*** Opening Source data ***

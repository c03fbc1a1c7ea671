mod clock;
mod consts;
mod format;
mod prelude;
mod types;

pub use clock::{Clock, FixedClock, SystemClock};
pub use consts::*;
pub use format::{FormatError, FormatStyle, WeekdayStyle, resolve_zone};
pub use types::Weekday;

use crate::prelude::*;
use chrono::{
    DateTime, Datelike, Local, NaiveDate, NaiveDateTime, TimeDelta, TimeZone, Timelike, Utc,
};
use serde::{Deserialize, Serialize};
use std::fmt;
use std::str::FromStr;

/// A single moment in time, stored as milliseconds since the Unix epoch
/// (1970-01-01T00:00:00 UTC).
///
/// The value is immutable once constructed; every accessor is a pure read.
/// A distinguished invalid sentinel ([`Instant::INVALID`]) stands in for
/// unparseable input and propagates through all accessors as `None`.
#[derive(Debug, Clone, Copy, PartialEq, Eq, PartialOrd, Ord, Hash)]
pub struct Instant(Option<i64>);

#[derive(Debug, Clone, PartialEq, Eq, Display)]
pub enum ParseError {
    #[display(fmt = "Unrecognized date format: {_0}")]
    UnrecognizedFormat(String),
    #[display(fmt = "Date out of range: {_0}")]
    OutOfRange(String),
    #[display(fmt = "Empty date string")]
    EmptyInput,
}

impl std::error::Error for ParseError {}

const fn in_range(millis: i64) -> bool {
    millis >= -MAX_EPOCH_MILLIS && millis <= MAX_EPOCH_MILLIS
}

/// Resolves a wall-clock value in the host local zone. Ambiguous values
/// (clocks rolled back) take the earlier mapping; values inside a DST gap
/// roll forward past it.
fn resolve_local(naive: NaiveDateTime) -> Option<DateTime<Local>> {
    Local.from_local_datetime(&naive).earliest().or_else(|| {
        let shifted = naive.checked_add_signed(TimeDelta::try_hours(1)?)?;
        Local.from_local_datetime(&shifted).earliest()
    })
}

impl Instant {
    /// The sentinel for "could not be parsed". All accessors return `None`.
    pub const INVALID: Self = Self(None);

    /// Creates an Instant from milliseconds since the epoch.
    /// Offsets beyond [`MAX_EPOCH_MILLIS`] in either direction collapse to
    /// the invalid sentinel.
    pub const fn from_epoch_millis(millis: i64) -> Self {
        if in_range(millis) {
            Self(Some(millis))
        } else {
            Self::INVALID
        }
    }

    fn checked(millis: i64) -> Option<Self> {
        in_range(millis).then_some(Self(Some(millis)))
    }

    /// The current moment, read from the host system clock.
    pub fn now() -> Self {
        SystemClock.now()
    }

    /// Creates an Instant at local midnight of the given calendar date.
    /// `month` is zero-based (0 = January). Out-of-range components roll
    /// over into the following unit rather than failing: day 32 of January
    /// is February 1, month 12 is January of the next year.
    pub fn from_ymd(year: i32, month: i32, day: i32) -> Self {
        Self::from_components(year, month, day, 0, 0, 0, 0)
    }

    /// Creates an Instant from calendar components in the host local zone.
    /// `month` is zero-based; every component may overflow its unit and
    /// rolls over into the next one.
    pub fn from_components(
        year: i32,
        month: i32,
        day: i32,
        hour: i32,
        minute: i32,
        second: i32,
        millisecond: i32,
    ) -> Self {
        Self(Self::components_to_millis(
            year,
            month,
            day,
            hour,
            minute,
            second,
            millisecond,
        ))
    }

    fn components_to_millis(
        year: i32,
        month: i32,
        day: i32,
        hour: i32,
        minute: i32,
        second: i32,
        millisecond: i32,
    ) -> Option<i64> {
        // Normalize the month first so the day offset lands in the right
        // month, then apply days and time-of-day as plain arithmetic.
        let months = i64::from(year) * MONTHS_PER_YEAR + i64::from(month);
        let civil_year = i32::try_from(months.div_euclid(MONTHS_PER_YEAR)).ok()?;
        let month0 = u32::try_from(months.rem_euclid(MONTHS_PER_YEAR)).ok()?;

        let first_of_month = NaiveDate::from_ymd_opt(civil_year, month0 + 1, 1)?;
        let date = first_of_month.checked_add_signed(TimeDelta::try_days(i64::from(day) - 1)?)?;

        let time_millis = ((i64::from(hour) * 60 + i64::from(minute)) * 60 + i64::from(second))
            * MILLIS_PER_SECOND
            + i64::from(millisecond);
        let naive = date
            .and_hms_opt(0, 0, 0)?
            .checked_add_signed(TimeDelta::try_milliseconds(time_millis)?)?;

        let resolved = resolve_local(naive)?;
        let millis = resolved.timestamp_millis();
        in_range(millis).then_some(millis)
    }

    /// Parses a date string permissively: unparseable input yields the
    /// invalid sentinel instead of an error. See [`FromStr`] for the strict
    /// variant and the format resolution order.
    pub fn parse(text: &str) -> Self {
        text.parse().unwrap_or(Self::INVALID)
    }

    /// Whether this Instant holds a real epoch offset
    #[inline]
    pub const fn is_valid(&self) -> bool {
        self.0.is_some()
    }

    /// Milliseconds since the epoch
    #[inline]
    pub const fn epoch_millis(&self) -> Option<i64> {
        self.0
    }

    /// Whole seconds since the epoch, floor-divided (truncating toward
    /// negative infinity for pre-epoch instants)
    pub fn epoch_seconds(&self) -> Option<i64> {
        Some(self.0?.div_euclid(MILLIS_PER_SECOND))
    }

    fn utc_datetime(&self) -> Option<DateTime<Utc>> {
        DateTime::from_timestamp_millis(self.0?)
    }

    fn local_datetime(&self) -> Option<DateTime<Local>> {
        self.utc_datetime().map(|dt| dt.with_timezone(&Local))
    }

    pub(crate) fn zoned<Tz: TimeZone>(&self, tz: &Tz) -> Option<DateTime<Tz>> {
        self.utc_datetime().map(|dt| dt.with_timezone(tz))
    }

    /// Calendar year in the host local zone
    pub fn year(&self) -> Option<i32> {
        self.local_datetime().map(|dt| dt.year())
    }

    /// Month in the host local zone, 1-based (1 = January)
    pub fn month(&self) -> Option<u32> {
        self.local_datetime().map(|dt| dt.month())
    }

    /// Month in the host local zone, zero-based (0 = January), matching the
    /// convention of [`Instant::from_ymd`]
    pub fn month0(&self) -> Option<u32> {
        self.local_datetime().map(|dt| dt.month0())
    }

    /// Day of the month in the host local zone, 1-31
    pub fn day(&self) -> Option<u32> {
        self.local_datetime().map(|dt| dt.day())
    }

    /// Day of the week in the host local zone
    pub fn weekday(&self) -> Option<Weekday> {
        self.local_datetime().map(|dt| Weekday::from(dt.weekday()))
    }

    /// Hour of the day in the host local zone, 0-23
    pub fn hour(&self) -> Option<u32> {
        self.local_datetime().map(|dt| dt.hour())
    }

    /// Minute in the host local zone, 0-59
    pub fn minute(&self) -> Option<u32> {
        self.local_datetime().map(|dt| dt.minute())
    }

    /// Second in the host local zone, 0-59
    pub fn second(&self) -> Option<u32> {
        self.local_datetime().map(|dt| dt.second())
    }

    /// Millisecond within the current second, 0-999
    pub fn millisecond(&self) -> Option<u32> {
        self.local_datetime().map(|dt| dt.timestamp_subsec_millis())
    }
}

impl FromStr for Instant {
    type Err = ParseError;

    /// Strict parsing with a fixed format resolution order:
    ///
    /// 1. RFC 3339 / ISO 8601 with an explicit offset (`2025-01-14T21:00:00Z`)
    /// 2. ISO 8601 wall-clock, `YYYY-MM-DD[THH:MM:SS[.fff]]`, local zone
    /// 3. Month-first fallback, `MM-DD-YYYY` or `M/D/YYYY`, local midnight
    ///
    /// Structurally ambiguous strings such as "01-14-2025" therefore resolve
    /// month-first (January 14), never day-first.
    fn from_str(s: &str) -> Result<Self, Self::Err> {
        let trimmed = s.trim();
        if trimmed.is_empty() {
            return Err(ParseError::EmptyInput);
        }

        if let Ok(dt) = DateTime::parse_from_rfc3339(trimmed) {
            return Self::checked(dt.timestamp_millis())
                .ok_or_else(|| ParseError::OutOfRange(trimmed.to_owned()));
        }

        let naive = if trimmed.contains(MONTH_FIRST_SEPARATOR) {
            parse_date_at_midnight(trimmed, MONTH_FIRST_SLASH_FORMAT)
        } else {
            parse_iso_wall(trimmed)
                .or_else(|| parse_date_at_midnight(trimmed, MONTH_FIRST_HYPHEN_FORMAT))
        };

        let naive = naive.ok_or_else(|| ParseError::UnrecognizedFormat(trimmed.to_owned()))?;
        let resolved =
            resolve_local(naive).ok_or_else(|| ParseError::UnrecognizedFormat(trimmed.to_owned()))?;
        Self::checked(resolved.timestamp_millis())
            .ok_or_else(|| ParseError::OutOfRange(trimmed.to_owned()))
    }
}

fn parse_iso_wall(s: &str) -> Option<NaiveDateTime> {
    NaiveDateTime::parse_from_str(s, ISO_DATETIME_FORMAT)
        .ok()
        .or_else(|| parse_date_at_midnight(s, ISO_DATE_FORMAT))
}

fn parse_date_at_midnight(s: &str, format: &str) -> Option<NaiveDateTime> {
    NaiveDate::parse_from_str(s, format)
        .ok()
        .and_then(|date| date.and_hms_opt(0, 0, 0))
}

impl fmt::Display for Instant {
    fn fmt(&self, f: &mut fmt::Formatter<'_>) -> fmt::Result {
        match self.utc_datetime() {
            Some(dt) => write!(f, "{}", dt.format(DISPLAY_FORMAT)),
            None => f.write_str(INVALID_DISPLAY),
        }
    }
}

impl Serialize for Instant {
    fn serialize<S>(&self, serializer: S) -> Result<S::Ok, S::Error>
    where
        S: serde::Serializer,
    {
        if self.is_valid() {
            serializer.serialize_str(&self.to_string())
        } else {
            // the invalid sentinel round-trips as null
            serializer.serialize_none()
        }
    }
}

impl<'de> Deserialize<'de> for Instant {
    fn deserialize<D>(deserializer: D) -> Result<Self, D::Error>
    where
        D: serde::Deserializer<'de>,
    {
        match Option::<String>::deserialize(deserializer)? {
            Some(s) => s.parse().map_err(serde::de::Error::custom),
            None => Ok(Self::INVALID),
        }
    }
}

*** Closing Source data ***

Copy out word for word each line of the listing, from the very first line down to the line containing "pub use types::Weekday;", and stop after that line.

__Result for this exercise__
repository c03fbc1a1c7ea671
mod clock;
mod consts;
mod format;
mod prelude;
mod types;

pub use clock::{Clock, FixedClock, SystemClock};
pub use consts::*;
pub use format::{FormatError, FormatStyle, WeekdayStyle, resolve_zone};
pub use types::Weekday;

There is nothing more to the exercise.